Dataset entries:
// SPDX-FileCopyrightText: 2025 Hyperpolymath
// SPDX-License-Identifier: PMPL-1.0-or-later

//! API key table.
//!
//! Keys come from a single configuration string of comma-separated
//! `key:label` pairs. The table is rebuilt from that string on every lookup,
//! so there is no cached state to invalidate.

use std::collections::HashMap;

const PAIR_SEPARATOR: char = ',';
const KEY_LABEL_SEPARATOR: char = ':';

/// Maps opaque API keys to the label of the caller that owns them.
#[derive(Debug, Clone, Default)]
pub struct CredentialStore {
    source: String,
}

impl CredentialStore {
    /// Create a store backed by the given `key:label,key:label` string.
    pub fn new(source: impl Into<String>) -> Self {
        Self {
            source: source.into(),
        }
    }

    /// Parse the configuration string into a key → label table.
    ///
    /// Each pair is split on its first `:`. Pairs missing either half are
    /// dropped; a repeated key keeps its last label.
    pub fn snapshot(&self) -> HashMap<String, String> {
        self.source
            .split(PAIR_SEPARATOR)
            .filter_map(|pair| {
                let (key, label) = pair.split_once(KEY_LABEL_SEPARATOR)?;
                let (key, label) = (key.trim(), label.trim());
                if key.is_empty() || label.is_empty() {
                    return None;
                }
                Some((key.to_string(), label.to_string()))
            })
            .collect()
    }

    /// Look up the caller label for a key.
    pub fn resolve(&self, key: &str) -> Option<String> {
        self.snapshot().remove(key)
    }
}

#[cfg(test)]
mod tests {
    use super::*;

    #[test]
    fn test_resolve_known_keys() {
        let store = CredentialStore::new("k1:Partner One,k2:Partner Two");

        assert_eq!(store.resolve("k1").as_deref(), Some("Partner One"));
        assert_eq!(store.resolve("k2").as_deref(), Some("Partner Two"));
        assert_eq!(store.resolve("k3"), None);
    }

    #[test]
    fn test_malformed_pairs_dropped() {
        let store = CredentialStore::new("nolabel:,:nokey,bare,,good:label");
        let table = store.snapshot();

        assert_eq!(table.len(), 1);
        assert_eq!(table.get("good").map(String::as_str), Some("label"));
    }

    #[test]
    fn test_split_on_first_separator() {
        let store = CredentialStore::new("key:label:with:colons");
        assert_eq!(store.resolve("key").as_deref(), Some("label:with:colons"));
    }

    #[test]
    fn test_duplicate_key_last_wins() {
        let store = CredentialStore::new("dup:first,dup:second");
        assert_eq!(store.resolve("dup").as_deref(), Some("second"));
    }

    #[test]
    fn test_whitespace_trimmed() {
        let store = CredentialStore::new(" a : Alpha , b:Beta ");
        assert_eq!(store.resolve("a").as_deref(), Some("Alpha"));
        assert_eq!(store.resolve("b").as_deref(), Some("Beta"));
    }

    #[test]
    fn test_empty_source() {
        let store = CredentialStore::default();
        assert!(store.snapshot().is_empty());
        assert_eq!(store.resolve(""), None);
    }
}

What this task involves:
All of the entries should be repeated word for word.

Response area:
// SPDX-FileCopyrightText: 2025 Hyperpolymath
// SPDX-License-Identifier: PMPL-1.0-or-later

//! API key table.
//!
//! Keys come from a single configuration string of comma-separated
//! `key:label` pairs. The table is rebuilt from that string on every lookup,
//! so there is no cached state to invalidate.

use std::collections::HashMap;

const PAIR_SEPARATOR: char = ',';
const KEY_LABEL_SEPARATOR: char = ':';

/// Maps opaque API keys to the label of the caller that owns them.
#[derive(Debug, Clone, Default)]
pub struct CredentialStore {
    source: String,
}

impl CredentialStore {
    /// Create a store backed by the given `key:label,key:label` string.
    pub fn new(source: impl Into<String>) -> Self {
        Self {
            source: source.into(),
        }
    }

    /// Parse the configuration string into a key → label table.
    ///
    /// Each pair is split on its first `:`. Pairs missing either half are
    /// dropped; a repeated key keeps its last label.
    pub fn snapshot(&self) -> HashMap<String, String> {
        self.source
            .split(PAIR_SEPARATOR)
            .filter_map(|pair| {
                let (key, label) = pair.split_once(KEY_LABEL_SEPARATOR)?;
                let (key, label) = (key.trim(), label.trim());
                if key.is_empty() || label.is_empty() {
                    return None;
                }
                Some((key.to_string(), label.to_string()))
            })
            .collect()
    }

    /// Look up the caller label for a key.
    pub fn resolve(&self, key: &str) -> Option<String> {
        self.snapshot().remove(key)
    }
}

#[cfg(test)]
mod tests {
    use super::*;

    #[test]
    fn test_resolve_known_keys() {
        let store = CredentialStore::new("k1:Partner One,k2:Partner Two");

        assert_eq!(store.resolve("k1").as_deref(), Some("Partner One"));
        assert_eq!(store.resolve("k2").as_deref(), Some("Partner Two"));
        assert_eq!(store.resolve("k3"), None);
    }

    #[test]
    fn test_malformed_pairs_dropped() {
        let store = CredentialStore::new("nolabel:,:nokey,bare,,good:label");
        let table = store.snapshot();

        assert_eq!(table.len(), 1);
        assert_eq!(table.get("good").map(String::as_str), Some("label"));
    }

    #[test]
    fn test_split_on_first_separator() {
        let store = CredentialStore::new("key:label:with:colons");
        assert_eq!(store.resolve("key").as_deref(), Some("label:with:colons"));
    }

    #[test]
    fn test_duplicate_key_last_wins() {
        let store = CredentialStore::new("dup:first,dup:second");
        assert_eq!(store.resolve("dup").as_deref(), Some("second"));
    }

    #[test]
    fn test_whitespace_trimmed() {
        let store = CredentialStore::new(" a : Alpha , b:Beta ");
        assert_eq!(store.resolve("a").as_deref(), Some("Alpha"));
        assert_eq!(store.resolve("b").as_deref(), Some("Beta"));
    }

    #[test]
    fn test_empty_source() {
        let store = CredentialStore::default();
        assert!(store.snapshot().is_empty());
        assert_eq!(store.resolve(""), None);
    }
}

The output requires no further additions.